Problem requirements — Return, exactly as written, every line from the first line of the data below through the line that contains "byte buffer. pdfium".

--- Records supplied ---

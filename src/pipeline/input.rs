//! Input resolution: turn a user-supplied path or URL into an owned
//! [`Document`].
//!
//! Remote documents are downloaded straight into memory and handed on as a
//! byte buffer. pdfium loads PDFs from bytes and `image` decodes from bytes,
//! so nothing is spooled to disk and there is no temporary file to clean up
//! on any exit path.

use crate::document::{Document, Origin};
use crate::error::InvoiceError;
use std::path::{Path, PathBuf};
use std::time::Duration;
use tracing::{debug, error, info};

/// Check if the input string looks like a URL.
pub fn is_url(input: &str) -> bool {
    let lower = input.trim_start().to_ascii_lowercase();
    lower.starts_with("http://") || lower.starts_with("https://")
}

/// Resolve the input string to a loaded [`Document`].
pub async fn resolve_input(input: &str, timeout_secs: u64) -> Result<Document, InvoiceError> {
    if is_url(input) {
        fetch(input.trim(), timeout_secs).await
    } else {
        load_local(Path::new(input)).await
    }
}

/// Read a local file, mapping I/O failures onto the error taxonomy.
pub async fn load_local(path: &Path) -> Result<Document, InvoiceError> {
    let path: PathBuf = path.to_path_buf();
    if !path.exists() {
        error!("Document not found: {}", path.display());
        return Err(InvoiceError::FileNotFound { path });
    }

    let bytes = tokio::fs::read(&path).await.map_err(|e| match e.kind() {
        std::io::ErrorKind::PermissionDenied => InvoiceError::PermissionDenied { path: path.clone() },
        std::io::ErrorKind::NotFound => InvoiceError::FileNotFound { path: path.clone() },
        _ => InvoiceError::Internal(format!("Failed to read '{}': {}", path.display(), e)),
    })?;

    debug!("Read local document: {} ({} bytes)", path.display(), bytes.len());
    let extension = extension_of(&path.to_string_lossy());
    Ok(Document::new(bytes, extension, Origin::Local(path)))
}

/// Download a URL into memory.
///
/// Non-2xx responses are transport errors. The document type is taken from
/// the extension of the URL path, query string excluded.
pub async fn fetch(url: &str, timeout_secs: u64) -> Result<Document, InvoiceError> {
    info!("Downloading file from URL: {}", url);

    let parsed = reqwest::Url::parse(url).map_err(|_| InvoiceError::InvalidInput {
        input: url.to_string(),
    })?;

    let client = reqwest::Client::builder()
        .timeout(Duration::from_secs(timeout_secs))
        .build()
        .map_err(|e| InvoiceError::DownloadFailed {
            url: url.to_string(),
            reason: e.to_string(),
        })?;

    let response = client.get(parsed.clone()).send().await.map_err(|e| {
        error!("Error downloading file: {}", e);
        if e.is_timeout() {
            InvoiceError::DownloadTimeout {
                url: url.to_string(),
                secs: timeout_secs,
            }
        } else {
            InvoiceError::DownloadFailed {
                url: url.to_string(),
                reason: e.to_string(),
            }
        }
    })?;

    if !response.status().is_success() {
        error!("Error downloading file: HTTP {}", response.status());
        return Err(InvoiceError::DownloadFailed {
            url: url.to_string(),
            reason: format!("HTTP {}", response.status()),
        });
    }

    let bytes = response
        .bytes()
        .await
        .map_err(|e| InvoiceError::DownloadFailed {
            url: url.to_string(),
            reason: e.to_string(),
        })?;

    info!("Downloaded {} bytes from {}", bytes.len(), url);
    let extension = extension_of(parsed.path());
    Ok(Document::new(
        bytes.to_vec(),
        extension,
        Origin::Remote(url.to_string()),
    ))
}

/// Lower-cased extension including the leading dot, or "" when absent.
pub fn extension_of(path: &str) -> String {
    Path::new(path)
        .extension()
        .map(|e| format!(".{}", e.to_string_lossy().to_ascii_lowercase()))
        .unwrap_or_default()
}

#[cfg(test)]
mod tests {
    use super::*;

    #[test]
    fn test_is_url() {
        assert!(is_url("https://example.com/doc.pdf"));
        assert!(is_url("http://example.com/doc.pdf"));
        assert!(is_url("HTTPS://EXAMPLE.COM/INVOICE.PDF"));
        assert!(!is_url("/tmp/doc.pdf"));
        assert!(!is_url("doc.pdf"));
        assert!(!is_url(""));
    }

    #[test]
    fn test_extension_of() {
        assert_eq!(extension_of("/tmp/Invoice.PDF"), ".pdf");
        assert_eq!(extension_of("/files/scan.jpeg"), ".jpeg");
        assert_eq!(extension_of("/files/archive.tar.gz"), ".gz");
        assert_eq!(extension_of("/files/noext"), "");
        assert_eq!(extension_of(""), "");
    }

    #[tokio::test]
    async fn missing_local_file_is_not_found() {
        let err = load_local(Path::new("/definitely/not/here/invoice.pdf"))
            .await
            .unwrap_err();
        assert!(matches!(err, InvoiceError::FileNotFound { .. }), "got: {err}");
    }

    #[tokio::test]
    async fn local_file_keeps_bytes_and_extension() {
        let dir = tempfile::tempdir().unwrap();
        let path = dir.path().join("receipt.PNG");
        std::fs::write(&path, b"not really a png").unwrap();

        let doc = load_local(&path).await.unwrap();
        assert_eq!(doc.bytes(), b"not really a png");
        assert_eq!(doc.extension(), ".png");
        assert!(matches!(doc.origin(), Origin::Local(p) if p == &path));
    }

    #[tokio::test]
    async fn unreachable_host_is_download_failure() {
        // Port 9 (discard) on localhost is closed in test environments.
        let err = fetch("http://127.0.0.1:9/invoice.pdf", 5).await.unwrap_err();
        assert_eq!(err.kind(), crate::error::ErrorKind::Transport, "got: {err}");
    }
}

---

Task output —
filename src/pipeline/input.rs
//! Input resolution: turn a user-supplied path or URL into an owned
//! [`Document`].
//!
//! Remote documents are downloaded straight into memory and handed on as a
//! byte buffer. pdfium loads PDFs from bytes and `image` decodes from bytes,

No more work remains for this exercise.